Saved data entries:
----
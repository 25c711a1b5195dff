//! The harness: owner of all connectors, cables, and mates, and home
//! of symbolic pin/wire reference resolution.
//!
//! Built incrementally (`add_connector` → `add_cable` → `connect` →
//! `add_mate_*`), then queried for the derived graph and BOM. Both
//! derived values are memoized; any structural mutation clears the
//! memo so queries never observe stale results.

use log::debug;
use serde::Deserialize;
use std::collections::{HashMap, HashSet};
use std::fmt;

use crate::bom::{self, BomEntry, BomItem};
use crate::colors::ColorMode;
use crate::components::{Arrow, Cable, Connector, Endpoint, Mate, Metadata, PinId, Side};
use crate::error::HarnessError;
use crate::graph::{self, Graph, Tweak};
use crate::options::RenderOptions;

/// A wire reference: the 1-based wire index, or a string matched
/// against wire colors and wire labels.
#[derive(Debug, Clone, PartialEq, Eq, Deserialize)]
#[serde(untagged)]
pub enum WireRef {
    Index(usize),
    Name(String),
}

impl fmt::Display for WireRef {
    fn fmt(&self, f: &mut fmt::Formatter<'_>) -> fmt::Result {
        match self {
            Self::Index(index) => write!(f, "{index}"),
            Self::Name(name) => f.write_str(name),
        }
    }
}

impl From<usize> for WireRef {
    fn from(index: usize) -> Self {
        Self::Index(index)
    }
}

impl From<&str> for WireRef {
    fn from(name: &str) -> Self {
        Self::Name(name.to_string())
    }
}

/// The in-memory model of an entire wiring diagram.
#[derive(Debug, Default)]
pub struct Harness {
    pub metadata: Metadata,
    pub options: RenderOptions,
    pub tweak: Tweak,
    connectors: HashMap<String, Connector>,
    connector_order: Vec<String>,
    cables: HashMap<String, Cable>,
    cable_order: Vec<String>,
    mates: Vec<Mate>,
    additional_bom_items: Vec<BomItem>,
    graph_cache: Option<Graph>,
    bom_cache: Option<Vec<BomEntry>>,
}

impl Harness {
    pub fn new(metadata: Metadata, options: RenderOptions, tweak: Tweak) -> Self {
        Self {
            metadata,
            options,
            tweak,
            ..Self::default()
        }
    }

    /// Drop memoized derived values. Called by every structural
    /// mutation.
    fn invalidate(&mut self) {
        self.graph_cache = None;
        self.bom_cache = None;
    }

    pub fn add_connector(&mut self, mut connector: Connector) -> Result<(), HarnessError> {
        self.invalidate();
        if self.connectors.contains_key(&connector.name) {
            return Err(HarnessError::DuplicateName(connector.name));
        }
        if connector.pins.is_empty() {
            return Err(HarnessError::InvalidComponent {
                component: connector.name,
                detail: "has no pins".to_string(),
            });
        }
        let mut seen = HashSet::new();
        for pin in &connector.pins {
            if !seen.insert(pin) {
                return Err(HarnessError::InvalidComponent {
                    component: connector.name.clone(),
                    detail: format!("pin {pin} is listed twice"),
                });
            }
        }
        if !connector.pinlabels.is_empty() && connector.pinlabels.len() != connector.pins.len() {
            return Err(HarnessError::InvalidComponent {
                component: connector.name,
                detail: format!(
                    "{} pinlabels for {} pins",
                    connector.pinlabels.len(),
                    connector.pins.len()
                ),
            });
        }
        for (first, second) in &connector.loops {
            for end in [first, second] {
                if connector.pin_index(end).is_none() {
                    return Err(HarnessError::InvalidComponent {
                        component: connector.name.clone(),
                        detail: format!("loop references unknown pin {end}"),
                    });
                }
            }
        }
        connector.sync_activation();
        debug!(
            "adding connector {} with {} pins",
            connector.name,
            connector.pincount()
        );
        self.connector_order.push(connector.name.clone());
        self.connectors.insert(connector.name.clone(), connector);
        Ok(())
    }

    pub fn add_cable(&mut self, cable: Cable) -> Result<(), HarnessError> {
        self.invalidate();
        if self.cables.contains_key(&cable.name) {
            return Err(HarnessError::DuplicateName(cable.name));
        }
        if cable.colors.is_empty() {
            return Err(HarnessError::InvalidComponent {
                component: cable.name,
                detail: "has no wires".to_string(),
            });
        }
        if !cable.wirelabels.is_empty() && cable.wirelabels.len() != cable.colors.len() {
            return Err(HarnessError::InvalidComponent {
                component: cable.name,
                detail: format!(
                    "{} wirelabels for {} wires",
                    cable.wirelabels.len(),
                    cable.colors.len()
                ),
            });
        }
        debug!("adding cable {} with {} wires", cable.name, cable.wirecount());
        self.cable_order.push(cable.name.clone());
        self.cables.insert(cable.name.clone(), cable);
        Ok(())
    }

    /// Link a source pin, a cable wire, and a destination pin. Either
    /// end may be `None` for a dangling connection.
    ///
    /// Pin references resolve against both the raw pin list and the
    /// pin-label list; wire references against the color list and the
    /// wire-label list. A reference matching two lists at different
    /// positions is ambiguous, a label or color occurring more than
    /// once is a duplicate, and a reference matching nothing is not
    /// found; each aborts the build.
    pub fn connect(
        &mut self,
        from: Option<(&str, PinId)>,
        via_name: &str,
        via_wire: WireRef,
        to: Option<(&str, PinId)>,
    ) -> Result<(), HarnessError> {
        self.invalidate();

        let from_endpoint = match from {
            Some((name, pin)) => Some(Endpoint {
                connector: name.to_string(),
                pin: self.resolve_pin(name, pin)?,
            }),
            None => None,
        };
        let to_endpoint = match to {
            Some((name, pin)) => Some(Endpoint {
                connector: name.to_string(),
                pin: self.resolve_pin(name, pin)?,
            }),
            None => None,
        };
        let wire = self.resolve_wire(via_name, &via_wire)?;
        debug!("connecting {from_endpoint:?} via {via_name}:{wire} to {to_endpoint:?}");

        match self.cables.get_mut(via_name) {
            Some(cable) => {
                cable.record_connection(from_endpoint.clone(), wire, to_endpoint.clone())?
            }
            None => return Err(HarnessError::UnknownCable(via_name.to_string())),
        }

        // source pins face the cable on the right, destinations on the left
        if let Some(endpoint) = &from_endpoint {
            if let Some(connector) = self.connectors.get_mut(&endpoint.connector) {
                connector.activate_pin(&endpoint.pin, Side::Right)?;
            }
        }
        if let Some(endpoint) = &to_endpoint {
            if let Some(connector) = self.connectors.get_mut(&endpoint.connector) {
                connector.activate_pin(&endpoint.pin, Side::Left)?;
            }
        }
        Ok(())
    }

    /// Resolve a pin reference on a connector to a raw pin identifier.
    fn resolve_pin(&self, name: &str, pin: PinId) -> Result<PinId, HarnessError> {
        let connector = self
            .connectors
            .get(name)
            .ok_or_else(|| HarnessError::UnknownConnector(name.to_string()))?;

        let pin_position = connector.pin_index(&pin);
        let label_position = connector
            .pinlabels
            .iter()
            .position(|label| pin.matches_label(label));

        if let (Some(pin_at), Some(label_at)) = (pin_position, label_position) {
            if pin_at != label_at {
                return Err(HarnessError::AmbiguousPinReference {
                    component: name.to_string(),
                    reference: pin.to_string(),
                });
            }
        }

        let resolved = match label_position {
            Some(label_at) => {
                let occurrences = connector
                    .pinlabels
                    .iter()
                    .filter(|label| pin.matches_label(label))
                    .count();
                if occurrences > 1 {
                    return Err(HarnessError::DuplicatePinReference {
                        component: name.to_string(),
                        reference: pin.to_string(),
                    });
                }
                // map the label to its raw pin identifier
                connector.pins[label_at].clone()
            }
            None => pin,
        };

        if connector.pin_index(&resolved).is_none() {
            return Err(HarnessError::ReferenceNotFound {
                component: name.to_string(),
                reference: resolved.to_string(),
            });
        }
        Ok(resolved)
    }

    /// Resolve a wire reference on a cable to its 1-based wire index.
    fn resolve_wire(&self, cable_name: &str, wire: &WireRef) -> Result<usize, HarnessError> {
        let cable = self
            .cables
            .get(cable_name)
            .ok_or_else(|| HarnessError::UnknownCable(cable_name.to_string()))?;

        let text = match wire {
            WireRef::Index(index) => {
                if *index == 0 || *index > cable.wirecount() {
                    return Err(HarnessError::WireIndexOutOfRange {
                        cable: cable_name.to_string(),
                        index: *index,
                        count: cable.wirecount(),
                    });
                }
                return Ok(*index);
            }
            WireRef::Name(text) => text,
        };

        // colors compare through their canonical short-code rendering
        let matches_color =
            |color: &crate::colors::MultiColor| color.render(ColorMode::EnUpper) == *text;
        let color_position = cable.colors.iter().position(matches_color);
        let label_position = cable.wirelabels.iter().position(|label| label == text);

        if let (Some(color_at), Some(label_at)) = (color_position, label_position) {
            if color_at != label_at {
                return Err(HarnessError::AmbiguousWireReference {
                    component: cable_name.to_string(),
                    reference: text.clone(),
                });
            }
        }

        // list positions are 0-based, wire indices are 1-based
        if let Some(color_at) = color_position {
            let occurrences = cable.colors.iter().filter(|c| matches_color(c)).count();
            if occurrences > 1 {
                return Err(HarnessError::DuplicateWireReference {
                    component: cable_name.to_string(),
                    reference: text.clone(),
                });
            }
            Ok(color_at + 1)
        } else if let Some(label_at) = label_position {
            let occurrences = cable
                .wirelabels
                .iter()
                .filter(|label| *label == text)
                .count();
            if occurrences > 1 {
                return Err(HarnessError::DuplicateWireReference {
                    component: cable_name.to_string(),
                    reference: text.clone(),
                });
            }
            Ok(label_at + 1)
        } else {
            Err(HarnessError::ReferenceNotFound {
                component: cable_name.to_string(),
                reference: text.clone(),
            })
        }
    }

    /// Pair two pins non-electrically. Pin references resolve through
    /// the same label-remapping path as `connect`.
    pub fn add_mate_pin(
        &mut self,
        from_name: &str,
        from_pin: PinId,
        to_name: &str,
        to_pin: PinId,
        arrow: &str,
    ) -> Result<(), HarnessError> {
        self.invalidate();
        let from_pin = self.resolve_pin(from_name, from_pin)?;
        let to_pin = self.resolve_pin(to_name, to_pin)?;
        if let Some(connector) = self.connectors.get_mut(from_name) {
            connector.activate_pin(&from_pin, Side::Right)?;
        }
        if let Some(connector) = self.connectors.get_mut(to_name) {
            connector.activate_pin(&to_pin, Side::Left)?;
        }
        self.mates.push(Mate::Pin {
            from: Endpoint {
                connector: from_name.to_string(),
                pin: from_pin,
            },
            to: Endpoint {
                connector: to_name.to_string(),
                pin: to_pin,
            },
            arrow: Arrow::parse(arrow),
        });
        Ok(())
    }

    /// Pair two components non-electrically.
    pub fn add_mate_component(&mut self, from: &str, to: &str, arrow: &str) {
        self.invalidate();
        self.mates.push(Mate::Component {
            from: from.to_string(),
            to: to.to_string(),
            arrow: Arrow::parse(arrow),
        });
    }

    /// Append a manual BOM line.
    pub fn add_bom_item(&mut self, item: BomItem) {
        self.invalidate();
        self.additional_bom_items.push(item);
    }

    pub fn connector(&self, name: &str) -> Option<&Connector> {
        self.connectors.get(name)
    }

    pub fn cable(&self, name: &str) -> Option<&Cable> {
        self.cables.get(name)
    }

    /// Connectors in insertion order.
    pub fn connectors(&self) -> impl Iterator<Item = &Connector> {
        self.connector_order
            .iter()
            .filter_map(|name| self.connectors.get(name))
    }

    /// Cables in insertion order.
    pub fn cables(&self) -> impl Iterator<Item = &Cable> {
        self.cable_order
            .iter()
            .filter_map(|name| self.cables.get(name))
    }

    pub fn mates(&self) -> &[Mate] {
        &self.mates
    }

    pub fn additional_bom_items(&self) -> &[BomItem] {
        &self.additional_bom_items
    }

    /// The diagram graph, memoized until the next structural mutation.
    pub fn graph(&mut self) -> Result<&Graph, HarnessError> {
        let graph = match self.graph_cache.take() {
            Some(graph) => graph,
            None => graph::assemble(self)?,
        };
        Ok(self.graph_cache.insert(graph))
    }

    /// The aggregated BOM, memoized until the next structural mutation.
    pub fn bom(&mut self) -> &[BomEntry] {
        let entries = match self.bom_cache.take() {
            Some(entries) => entries,
            None => bom::generate(self),
        };
        self.bom_cache.insert(entries).as_slice()
    }

    /// Graphviz DOT text for the diagram.
    pub fn to_dot(&mut self) -> Result<String, HarnessError> {
        let options = self.options.clone();
        let tweak = self.tweak.clone();
        Ok(self.graph()?.to_dot(&options, &tweak))
    }
}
----
Work instructions –
Return each line in the records that holds the string "identifier".

Worked solution –
    /// Resolve a pin reference on a connector to a raw pin identifier.
                // map the label to its raw pin identifier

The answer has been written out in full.